We are in the middle of a migration of two on premises Active directory forests which are both synced with one adconnect server (in a new domain/forrest) to our remaining office 365 tenent to a new forrest. The new forest has on prem Dc''s and Azure Dc''s, wap and ads servers. We have migrated all of our students and teachers to exchange online from on prem exchange and a other tenant. The advisor we hired to help us with the user migration setup a admt server in the new for- rest and wrote a procedure to place users in the old domains in a unsynct OU, migrate user and groups to the new domain. Reset the Immutable ID with a powershell script and then place them in a OU that you would sync.
Scary things happen when a user is placed in a unsynced OU and is no longer in sync. In office 365 the user is removed! After following al steps the user is placed in the new domain en is again in sync. The mailbox is returned but all the old smtp addresses where gone. This method is a no go.

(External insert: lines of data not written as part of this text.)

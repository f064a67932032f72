//! SVG text assembly: coordinate formatting, path data rendering and the
//! document/symbol templates.

use crate::curve::{Curve, SegmentTag};

/// Format a coordinate with up to three decimals, dropping an all-zero
/// fraction: `2.0` renders as `2`, `2.5` as `2.500`.
pub fn fixed(value: f64) -> String {
    let formatted = format!("{value:.3}");
    match formatted.strip_suffix(".000") {
        Some(stripped) => stripped.to_string(),
        None => formatted,
    }
}

/// Render one closed curve as SVG path data. The path opens at the last
/// segment's endpoint, which is where the first segment begins.
pub fn render_curve(curve: &Curve, scale: (f64, f64)) -> String {
    let (sx, sy) = scale;
    let m = curve.len();
    let start = curve.endpoint(m - 1);

    let mut path = format!("M {} {}", fixed(start.x * sx), fixed(start.y * sy));

    for i in 0..m {
        match curve.tag[i] {
            SegmentTag::Curve => {
                let c0 = curve.c[3 * i];
                let c1 = curve.c[3 * i + 1];
                let c2 = curve.c[3 * i + 2];
                path.push_str(&format!(
                    " C {} {}, {} {}, {} {}",
                    fixed(c0.x * sx),
                    fixed(c0.y * sy),
                    fixed(c1.x * sx),
                    fixed(c1.y * sy),
                    fixed(c2.x * sx),
                    fixed(c2.y * sy),
                ));
            }
            SegmentTag::Corner => {
                let c1 = curve.c[3 * i + 1];
                let c2 = curve.c[3 * i + 2];
                path.push_str(&format!(
                    " L {} {} {} {}",
                    fixed(c1.x * sx),
                    fixed(c1.y * sy),
                    fixed(c2.x * sx),
                    fixed(c2.y * sy),
                ));
            }
        }
    }

    path
}

/// One `<path>` element for a set of curves. `fill: None` omits the fill
/// attribute entirely (symbol form).
pub fn path_tag(curves: &[Curve], scale: (f64, f64), fill: Option<&str>) -> String {
    let d = curves
        .iter()
        .map(|curve| render_curve(curve, scale))
        .collect::<Vec<_>>()
        .join(" ");

    match fill {
        Some(fill) => {
            format!(r#"<path d="{d}" stroke="none" fill="{fill}" fill-rule="evenodd"/>"#)
        }
        None => format!(r#"<path d="{d}" stroke="none" fill-rule="evenodd"/>"#),
    }
}

/// Full SVG document around the given elements. A background rect is
/// emitted unless `background` is `None`.
pub fn document(width: u32, height: u32, background: Option<&str>, elements: &[String]) -> String {
    let mut svg = format!(
        r#"<svg xmlns="http://www.w3.org/2000/svg" width="{width}" height="{height}" viewBox="0 0 {width} {height}" version="1.1">"#
    );

    if let Some(background) = background {
        svg.push_str("\n\t");
        svg.push_str(&format!(
            r#"<rect x="0" y="0" width="100%" height="100%" fill="{background}"/>"#
        ));
    }

    for element in elements {
        svg.push_str("\n\t");
        svg.push_str(element);
    }

    svg.push_str("\n</svg>");
    svg
}

/// `<symbol>` wrapper: viewBox only, no background, no fill.
pub fn symbol(id: &str, width: u32, height: u32, content: &str) -> String {
    format!(r#"<symbol viewBox="0 0 {width} {height}" id="{id}">{content}</symbol>"#)
}

/// Set an attribute on the first tag of an HTML/SVG fragment: replaces an
/// existing value or inserts the attribute right after the tag name.
pub fn set_attribute(tag: &str, name: &str, value: &str) -> String {
    let needle = format!(" {name}=\"");

    if let Some(position) = tag.find(&needle) {
        let value_start = position + needle.len();
        let value_len = tag[value_start..].find('"').unwrap_or(0);
        format!(
            "{}{}{}",
            &tag[..value_start],
            value,
            &tag[value_start + value_len..]
        )
    } else {
        let name_end = tag
            .find([' ', '>', '/'])
            .unwrap_or(tag.len());
        format!(
            "{} {}=\"{}\"{}",
            &tag[..name_end],
            name,
            value,
            &tag[name_end..]
        )
    }
}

We decided to do some research because we wanted a better way and found a way where you would disable the sync so that all users would become cloud users. We can then migrate all 8000 students and 1100 teachers and staff to the new domain with admt and reset the immutable ID's so that we can sync again. This scenario looks promising because the mail and office 365 stay available and we can migrate the schools one at the time. And after resetting the Imm. ID. we can start syncing the OU so that users can change there passwords again etc.
The question is if this is a scenario that works or perhaps there is a even better scenario?
Don't know if this is the right place but got to start somewhere.